Рецензия на книгу:
Noah Feldman. The Fall and Rise of the Islamic State. - Princeton; Oxford: Princeton University Press, 2008. - 189 p. // (Взлеты и падения исламского государства)
Автор этой книги, известный американский арабист, доказывает тезис, который по нынешним временам многими будет воспринят не без труда. Он настаивает на том, что для традиционного ислама идея верховенства права -
rule of law - не только не являлась чуждой, но, напротив, она была изначально встроена в базовые постулаты мусульманской религиозной мысли. Соответственно, «государство, исторически выстраивавшееся на основе исламской конституции - конституции, которая, подобно английской, была неписаной и постоянно обновляющейся, - являлось
правовым во всех смыслах слова. Эта система обосновывалась
с помощью закона и управлялась
посредством закона» (с. 6). Основу такого правового порядка составляли нормы шариата, а контроль над его воплощением в жизнь возлагался на сословие профессиональных богословов, пользовавшихся в исламском мире колоссальным влиянием вплоть до второй половины XIX столетия, пока в Османской империи - лидере мусульман того времени, - не начались злополучно непоследовательные, по оценке автора, реформы.

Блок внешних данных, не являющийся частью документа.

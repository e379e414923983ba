//! Surface types and their mapping onto IR types.
//!
//! The surface language has a closed set of leaf types plus array,
//! record and generic-record references. [`Ty`] is the parsed form;
//! [`ir_type`] resolves it to IR text, monomorphizing generic records on
//! first sight. Mangled names for instantiations are stable within a
//! compilation: `Box<number>` is always `Box_i32`.

use crate::structs::{GenericTable, StructRegistry};
use anyhow::Result;
use deno_ast::swc::ast;
use std::collections::HashMap;
use std::fmt;

#[derive(Debug, Clone, PartialEq, Eq)]
pub enum Ty {
    I32,
    I64,
    F32,
    F64,
    Bool,
    Str,
    Void,
    Array(Box<Ty>),
    Record(String),
    Generic(String, Vec<Ty>),
}

impl Ty {
    /// Maps a swc type annotation to a surface type.
    pub fn from_ts(ty: &ast::TsType) -> Result<Ty> {
        match ty {
            ast::TsType::TsKeywordType(keyword) => match keyword.kind {
                ast::TsKeywordTypeKind::TsNumberKeyword => Ok(Ty::I32),
                ast::TsKeywordTypeKind::TsBooleanKeyword => Ok(Ty::Bool),
                ast::TsKeywordTypeKind::TsStringKeyword => Ok(Ty::Str),
                ast::TsKeywordTypeKind::TsVoidKeyword => Ok(Ty::Void),
                _ => anyhow::bail!("unsupported keyword type"),
            },
            ast::TsType::TsTypeRef(type_ref) => {
                let name = type_ref
                    .type_name
                    .as_ident()
                    .map(|id| id.sym.to_string())
                    .ok_or_else(|| anyhow::anyhow!("unsupported qualified type name"))?;
                if let Some(inst) = &type_ref.type_params {
                    let mut args = Vec::with_capacity(inst.params.len());
                    for p in &inst.params {
                        args.push(Ty::from_ts(p)?);
                    }
                    return Ok(Ty::Generic(name, args));
                }
                Ok(match name.as_str() {
                    "i32" => Ty::I32,
                    "i64" => Ty::I64,
                    "f32" => Ty::F32,
                    "f64" => Ty::F64,
                    _ => Ty::Record(name),
                })
            }
            ast::TsType::TsArrayType(arr) => {
                Ok(Ty::Array(Box::new(Ty::from_ts(&arr.elem_type)?)))
            }
            _ => anyhow::bail!("unsupported type annotation"),
        }
    }

    /// Mangled spelling used inside instantiated record names. Leaves use
    /// their IR spelling, so `Pair<i32, f64>` becomes `Pair_i32_double`.
    pub fn mangle(&self) -> String {
        match self {
            Ty::I32 => "i32".to_string(),
            Ty::I64 => "i64".to_string(),
            Ty::F32 => "float".to_string(),
            Ty::F64 => "double".to_string(),
            Ty::Bool => "i1".to_string(),
            Ty::Str => "str".to_string(),
            Ty::Void => "void".to_string(),
            Ty::Array(elem) => format!("{}_arr", elem.mangle()),
            Ty::Record(name) => name.clone(),
            Ty::Generic(name, args) => {
                let mut out = name.clone();
                for a in args {
                    out.push('_');
                    out.push_str(&a.mangle());
                }
                out
            }
        }
    }

    /// Replaces type-parameter references per `map`, recursively.
    pub fn substituted(&self, map: &HashMap<&str, &Ty>) -> Ty {
        match self {
            Ty::Record(name) => match map.get(name.as_str()) {
                Some(arg) => (*arg).clone(),
                None => self.clone(),
            },
            Ty::Array(elem) => Ty::Array(Box::new(elem.substituted(map))),
            Ty::Generic(name, args) => Ty::Generic(
                name.clone(),
                args.iter().map(|a| a.substituted(map)).collect(),
            ),
            _ => self.clone(),
        }
    }
}

impl fmt::Display for Ty {
    fn fmt(&self, f: &mut fmt::Formatter<'_>) -> fmt::Result {
        match self {
            Ty::I32 => write!(f, "number"),
            Ty::I64 => write!(f, "i64"),
            Ty::F32 => write!(f, "f32"),
            Ty::F64 => write!(f, "f64"),
            Ty::Bool => write!(f, "boolean"),
            Ty::Str => write!(f, "string"),
            Ty::Void => write!(f, "void"),
            Ty::Array(elem) => write!(f, "{}[]", elem),
            Ty::Record(name) => write!(f, "{}", name),
            Ty::Generic(name, args) => {
                write!(f, "{}<", name)?;
                for (i, a) in args.iter().enumerate() {
                    if i > 0 {
                        write!(f, ", ")?;
                    }
                    write!(f, "{}", a)?;
                }
                write!(f, ">")
            }
        }
    }
}

/// Resolves a surface type to IR text, instantiating generic records as
/// a side effect. Records always map to a pointer.
pub fn ir_type(ty: &Ty, generics: &GenericTable, structs: &mut StructRegistry) -> Result<String> {
    Ok(match ty {
        Ty::I32 => "i32".to_string(),
        Ty::I64 => "i64".to_string(),
        Ty::F32 => "float".to_string(),
        Ty::F64 => "double".to_string(),
        Ty::Bool => "i1".to_string(),
        Ty::Str => "i8*".to_string(),
        Ty::Void => "void".to_string(),
        Ty::Array(elem) => format!("{}*", ir_type(elem, generics, structs)?),
        Ty::Record(name) => format!("%{}*", name),
        Ty::Generic(name, args) => {
            let mangled = instantiate(name, args, generics, structs)?;
            format!("%{}*", mangled)
        }
    })
}

/// Registers the monomorphized layout for `name<args>` if it is not
/// already known, and returns the mangled record name. Argument types are
/// resolved before the enclosing instantiation, so nested instantiations
/// land in the registry in dependency order.
pub fn instantiate(
    name: &str,
    args: &[Ty],
    generics: &GenericTable,
    structs: &mut StructRegistry,
) -> Result<String> {
    let mangled = Ty::Generic(name.to_string(), args.to_vec()).mangle();
    if structs.contains(&mangled) {
        return Ok(mangled);
    }
    let template = generics
        .get(name)
        .ok_or_else(|| anyhow::anyhow!("unknown generic record '{}'", name))?;
    if template.params.len() != args.len() {
        anyhow::bail!(
            "expected {} type arguments for record '{}', got {}",
            template.params.len(),
            name,
            args.len()
        );
    }
    let map: HashMap<&str, &Ty> = template
        .params
        .iter()
        .map(|p| p.as_str())
        .zip(args.iter())
        .collect();
    let mut fields = Vec::with_capacity(template.fields.len());
    for (fname, fty) in &template.fields {
        let concrete = fty.substituted(&map);
        let ir = ir_type(&concrete, generics, structs)?;
        fields.push((fname.clone(), concrete.to_string(), ir));
    }
    structs.register(&mangled, fields)?;
    Ok(mangled)
}

pub fn is_float_type(ir: &str) -> bool {
    ir == "float" || ir == "double"
}

/// Maps an arithmetic operator to the IR instruction for `ir`. Integer
/// division and remainder are signed.
pub fn binary_op(op: ast::BinaryOp, ir: &str) -> Result<&'static str> {
    let float = is_float_type(ir);
    Ok(match op {
        ast::BinaryOp::Add => {
            if float {
                "fadd"
            } else {
                "add"
            }
        }
        ast::BinaryOp::Sub => {
            if float {
                "fsub"
            } else {
                "sub"
            }
        }
        ast::BinaryOp::Mul => {
            if float {
                "fmul"
            } else {
                "mul"
            }
        }
        ast::BinaryOp::Div => {
            if float {
                "fdiv"
            } else {
                "sdiv"
            }
        }
        ast::BinaryOp::Mod => {
            if float {
                "frem"
            } else {
                "srem"
            }
        }
        _ => anyhow::bail!("unsupported binary operator"),
    })
}

/// Maps a comparison operator to an `(instruction, predicate)` pair.
/// Strict and loose equality are treated as equivalent; float compares
/// use the ordered predicates.
pub fn compare_op(op: ast::BinaryOp, ir: &str) -> Result<(&'static str, &'static str)> {
    let float = is_float_type(ir);
    let instr = if float { "fcmp" } else { "icmp" };
    let pred = match op {
        ast::BinaryOp::Lt => {
            if float {
                "olt"
            } else {
                "slt"
            }
        }
        ast::BinaryOp::Gt => {
            if float {
                "ogt"
            } else {
                "sgt"
            }
        }
        ast::BinaryOp::LtEq => {
            if float {
                "ole"
            } else {
                "sle"
            }
        }
        ast::BinaryOp::GtEq => {
            if float {
                "oge"
            } else {
                "sge"
            }
        }
        ast::BinaryOp::EqEq | ast::BinaryOp::EqEqEq => {
            if float {
                "oeq"
            } else {
                "eq"
            }
        }
        ast::BinaryOp::NotEq | ast::BinaryOp::NotEqEq => {
            if float {
                "one"
            } else {
                "ne"
            }
        }
        _ => anyhow::bail!("unsupported comparison operator"),
    };
    Ok((instr, pred))
}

Поскольку мудрецы-улемы самым решительным образом влияли на порядок престолонаследия в государстве Османов, султаны вынуждены были считаться с их самостоятельностью, причем профессиональные теологи по-настоящему были независимы от верховной власти: «Сословие ученых не формировалось властителями. […] Попасть в его состав можно было только благодаря репутации в глазах ученого сообщества» (с. 22). Владыка империи испытывал явную зависимость от богословов, ибо будучи не только султаном, но и халифом - духовным вождем всех правоверных мира, он постоянно вынужден был обращаться к ним за толкованием тех или иных норм шариата. «Правителю требовалось постоянно полагаться на ученых для того, чтобы подтверждать легитимность своего пребывания у власти» (с. 32). И хотя законы применялись государственным аппаратом, разрабатывались они без участия чиновников. Причем богословы имели в своем распоряжении мощные рычаги воздействия на любого владыку, тяготевшего к отступлению от закона, - автор описывает их довольно подробно. В итоге классический ислам, по мнению Фельдмана, породил самобытную, но действенную систему сдержек и противовесов: «В обмен на подтверждение легитимности ученые просили султана лишь об одном: сохранять приверженность принципу верховенства права» (с. 35).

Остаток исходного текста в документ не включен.